A culture of teacher mentoring and collaboration is frequently emphasized in successful online programs. Although establishing consistent and clear rules is crucial to ensuring accountability, encouraging instructors to contribute new ideas by developing a feeling of mentorship and collaboration develops a friendly work atmosphere (Gacs et al., 2020). Online managers and instructors must commit some effort and time to maintaining the academic integrity of their programs and lectures. Since the early days of remote learning, concerns and questions about academic integrity have been raised, and this trend has continued with the acceptance and rise of online learning (Goodman et al., 2016). Most of the inquiries about the legitimacy of student work come from people who are not part of the online learning community.
On the other hand, most administrators and teachers think that different well-established and well-proven evaluation systems can handle the problem. Academic integrity infractions among students are not unique to the online environment, but they are viewed as a serious and difficult topic in online education (Meyer & Murrell, 2014). School-based counseling is overwhelmed by administrative responsibilities that limit personal interaction with individuals and offer little room for proactive intervention.
The online program may aid the district’s counseling efforts in supplemental online learning circumstances, allowing the online counselor to devote more time to learners. The initial interaction between a prospective online school and an online student is critical to a smooth transition to online study. Established protocols assist online learning professionals in guiding students through the participation and enrollment process in online courses. Mentoring and counseling are provided to pupils in physical schools (Goodman et al., 2016). Online schools are also heading in this direction by expanding training for on-site coordinators or providing online counseling help for students who often handle many traditional school counselors (Coswatte Mohr & Shelton, 2017). While online educators usually highlight that the core of online learning is teachers, not computers, technology systems are certainly important in an online school. Like buildings and classrooms, computer software and hardware are essential features of an online school (Coswatte Mohr & Shelton, 2017). These tools help teachers become more effective and creative by providing statistics and information for program administration.

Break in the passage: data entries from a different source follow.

use std::path::{Path, PathBuf};
use std::sync::Mutex;
use std::time::Duration;

use anyhow::{Context, Result, bail};
use rayon::prelude::*;
use tracing::{error, info, warn};

use crate::cli::IngestArgs;
use crate::commands::inventory;
use crate::load::importer::BatchImporter;
use crate::load::pipeline::{UnitOutcome, extract_edition, mark_failed, run_unit};
use crate::load::progress::JsonProgressStore;
use crate::load::retry::RetryPolicy;
use crate::load::sqlite_sink::SqliteSink;
use crate::model::{ClassifiedAd, EditionEntry, EditionInventoryManifest};
use crate::rules::CompiledRules;
use crate::source::load_edition;
use crate::util::{ensure_directory, read_json, write_json_pretty};

pub fn default_db_path(cache_root: &Path) -> PathBuf {
    cache_root.join("ads.sqlite")
}

pub fn run(args: IngestArgs) -> Result<()> {
    if args.edition.is_none() && !args.all {
        bail!("select a unit with --edition <ID> or pass --all");
    }

    let cache_root = args.cache_root.clone();
    ensure_directory(&cache_root.join("manifests"))?;

    let editions_dir = inventory::editions_dir(&cache_root, args.editions_dir.as_deref());
    let inventory_manifest_path = args
        .inventory_manifest_path
        .clone()
        .unwrap_or_else(|| inventory::default_manifest_path(&cache_root));
    let db_path = args
        .db_path
        .clone()
        .unwrap_or_else(|| default_db_path(&cache_root));

    info!(cache_root = %cache_root.display(), dry_run = args.dry_run, "starting ingest");

    let rules = CompiledRules::load_or_default(args.rules_path.as_deref())?;
    let inventory = load_or_refresh_inventory(
        &editions_dir,
        &inventory_manifest_path,
        args.refresh_inventory,
        args.year,
    )?;
    let selected = select_editions(&inventory, args.edition.as_deref())?;

    if args.dry_run {
        return dry_run(&rules, &selected, args.year, args.preview_path.as_deref());
    }

    let sink_timeout = Duration::from_millis(args.sink_timeout_ms);
    // Fail before any unit when the sink cannot be opened at all.
    SqliteSink::open(&db_path, sink_timeout)?;

    let store = Mutex::new(JsonProgressStore::open(&cache_root)?);
    let importer = BatchImporter::new(
        args.chunk_size,
        RetryPolicy::new(args.max_attempts, Duration::from_millis(args.backoff_ms)),
    );

    let pool = rayon::ThreadPoolBuilder::new()
        .num_threads(args.jobs.max(1))
        .build()
        .context("failed to build ingest thread pool")?;

    let results: Vec<(String, Result<UnitOutcome>)> = pool.install(|| {
        selected
            .par_iter()
            .map(|entry| {
                let result = process_edition(
                    &rules,
                    entry,
                    args.year,
                    &store,
                    &db_path,
                    sink_timeout,
                    &importer,
                    args.reprocess,
                );
                (entry.edition_id.clone(), result)
            })
            .collect()
    });

    let mut completed = 0;
    let mut skipped = 0;
    let mut failed = 0;
    let mut loaded = 0;
    let mut quarantined = 0;
    for (unit_id, result) in results {
        match result {
            Ok(UnitOutcome::Completed(progress)) => {
                completed += 1;
                loaded += progress.ads_loaded;
                quarantined += progress.quarantined;
            }
            Ok(UnitOutcome::Skipped) => skipped += 1,
            Ok(UnitOutcome::Failed(progress)) => {
                failed += 1;
                warn!(unit = %unit_id, errors = ?progress.errors, "unit failed");
            }
            Err(err) => {
                failed += 1;
                error!(unit = %unit_id, error = %err, "unit aborted");
            }
        }
    }

    info!(
        completed,
        skipped,
        failed,
        loaded,
        quarantined,
        db_path = %db_path.display(),
        "ingest completed"
    );

    if failed > 0 {
        bail!("{failed} unit(s) failed; rerun ingest to resume them");
    }
    Ok(())
}

#[allow(clippy::too_many_arguments)]
fn process_edition(
    rules: &CompiledRules,
    entry: &EditionEntry,
    year: Option<i32>,
    store: &Mutex<JsonProgressStore>,
    db_path: &Path,
    sink_timeout: Duration,
    importer: &BatchImporter,
    reprocess: bool,
) -> Result<UnitOutcome> {
    let source = match load_edition(Path::new(&entry.directory), year) {
        Ok(source) => source,
        Err(err) => {
            let progress = mark_failed(store, &entry.edition_id, &err)?;
            return Ok(UnitOutcome::Failed(progress));
        }
    };

    let mut sink = SqliteSink::open(db_path, sink_timeout)?;
    run_unit(rules, &source, store, &mut sink, importer, reprocess)
}

fn load_or_refresh_inventory(
    editions_dir: &Path,
    inventory_manifest_path: &Path,
    refresh_inventory: bool,
    year: Option<i32>,
) -> Result<EditionInventoryManifest> {
    if refresh_inventory || !inventory_manifest_path.exists() {
        let manifest = inventory::build_manifest(editions_dir, year)?;
        write_json_pretty(inventory_manifest_path, &manifest)?;
        info!(
            path = %inventory_manifest_path.display(),
            edition_count = manifest.edition_count,
            "refreshed inventory manifest"
        );
        return Ok(manifest);
    }

    let manifest: EditionInventoryManifest = read_json(inventory_manifest_path)?;
    info!(
        path = %inventory_manifest_path.display(),
        edition_count = manifest.edition_count,
        "loaded existing inventory manifest"
    );
    Ok(manifest)
}

/// One edition by id or folder name, or all of them in inventory order.
fn select_editions(
    inventory: &EditionInventoryManifest,
    edition: Option<&str>,
) -> Result<Vec<EditionEntry>> {
    let Some(wanted) = edition else {
        return Ok(inventory.editions.clone());
    };

    let found = inventory.editions.iter().find(|entry| {
        entry.edition_id == wanted
            || Path::new(&entry.directory)
                .file_name()
                .and_then(|name| name.to_str())
                == Some(wanted)
    });

    match found {
        Some(entry) => Ok(vec![entry.clone()]),
        None => bail!("edition {wanted} is not in the inventory; rerun with --refresh-inventory"),
    }
}

fn dry_run(
    rules: &CompiledRules,
    editions: &[EditionEntry],
    year: Option<i32>,
    preview_path: Option<&Path>,
) -> Result<()> {
    let mut preview: Vec<ClassifiedAd> = Vec::new();

    for entry in editions {
        let source = match load_edition(Path::new(&entry.directory), year) {
            Ok(source) => source,
            Err(err) => {
                warn!(edition = %entry.edition_id, error = %err, "skipping unreadable edition");
                continue;
            }
        };
        let extraction = extract_edition(rules, &source);
        info!(
            edition = %source.edition_id,
            pages = source.pages.len(),
            boilerplate_removed = extraction.boilerplate_removed,
            rows_seen = extraction.rows_seen,
            noise_dropped = extraction.noise_dropped,
            extracted = extraction.ads_extracted,
            rejected = extraction.rejected,
            valid = extraction.ads.len(),
            "dry-run extraction"
        );
        preview.extend(extraction.ads);
    }

    if let Some(path) = preview_path {
        write_json_pretty(path, &preview)?;
        info!(path = %path.display(), records = preview.len(), "wrote dry-run preview");
    }

    info!(editions = editions.len(), records = preview.len(), "ingest dry-run complete");
    Ok(())
}

#[cfg(test)]
mod tests {
    use std::fs;

    use super::*;
    use crate::load::progress::ProgressStore;
    use crate::model::UnitStatus;

    const PAGE: &str = "\
VENDO CASA EN WANCHAQ
Amplia casa de tres pisos con cochera y jardín
Razón Cel: 987654321
TERRENO EN SAN JERÓNIMO
Lote de 200 m2 con título de propiedad
Razón Cel: 912345678";

    fn args(cache_root: &Path) -> IngestArgs {
        IngestArgs {
            cache_root: cache_root.to_path_buf(),
            editions_dir: None,
            inventory_manifest_path: None,
            db_path: None,
            rules_path: None,
            refresh_inventory: false,
            edition: None,
            all: true,
            year: None,
            dry_run: false,
            reprocess: false,
            chunk_size: 100,
            jobs: 2,
            max_attempts: 3,
            backoff_ms: 0,
            sink_timeout_ms: 1000,
            preview_path: None,
        }
    }

    fn seed(cache_root: &Path) {
        for folder in ["R2561-Sep16-18", "R2562-Sep23-18"] {
            let dir = cache_root.join("editions").join(folder);
            fs::create_dir_all(&dir).unwrap();
            fs::write(dir.join("page-1.txt"), PAGE).unwrap();
        }
    }

    #[test]
    fn ingest_all_loads_every_edition_and_records_progress() {
        let dir = tempfile::tempdir().unwrap();
        seed(dir.path());

        run(args(dir.path())).unwrap();

        let sink = SqliteSink::open(&default_db_path(dir.path()), Duration::from_secs(1)).unwrap();
        assert_eq!(sink.count_ads().unwrap(), 4);

        let store = JsonProgressStore::open(dir.path()).unwrap();
        assert_eq!(store.unit("R2561").unwrap().status, UnitStatus::Completed);
        assert_eq!(store.unit("R2562").unwrap().ads_loaded, 2);
        assert_eq!(store.run().totals.units_completed, 2);

        run(args(dir.path())).unwrap();
        assert_eq!(sink.count_ads().unwrap(), 4);
    }

    #[test]
    fn dry_run_leaves_sink_and_progress_untouched() {
        let dir = tempfile::tempdir().unwrap();
        seed(dir.path());
        let preview = dir.path().join("preview.json");

        let mut dry = args(dir.path());
        dry.dry_run = true;
        dry.preview_path = Some(preview.clone());
        run(dry).unwrap();

        assert!(!default_db_path(dir.path()).exists());
        assert!(!crate::load::progress::progress_path(dir.path()).exists());
        let records: Vec<ClassifiedAd> = read_json(&preview).unwrap();
        assert_eq!(records.len(), 4);
    }

    #[test]
    fn unit_selection_is_required() {
        let dir = tempfile::tempdir().unwrap();
        let mut no_selection = args(dir.path());
        no_selection.all = false;
        assert!(run(no_selection).is_err());
    }

    #[test]
    fn single_edition_by_folder_name() {
        let dir = tempfile::tempdir().unwrap();
        seed(dir.path());
        let mut one = args(dir.path());
        one.all = false;
        one.edition = Some("R2562-Sep23-18".to_string());

        run(one).unwrap();

        let store = JsonProgressStore::open(dir.path()).unwrap();
        assert!(store.unit("R2561").is_none());
        assert_eq!(store.unit("R2562").unwrap().status, UnitStatus::Completed);
    }
}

In conclusion, many of the challenges educators face, especially in difficult times, can be addressed through online learning. Districts and states are increasingly using online programs to give educational possibilities and access while also giving students more individualized learning options. Because of the increase in online learning, school managers must appropriately analyze and operate their programs. While most online programs offer competent instruction, improved student outcomes, and high-quality content, these advantages are not guaranteed. Instead, they result from meticulous planning and management, starting with the design and description of the online program and continuing through all aspects of operations and management. Student outcomes are already improving due to online learning, and it has the potential to be truly transformative.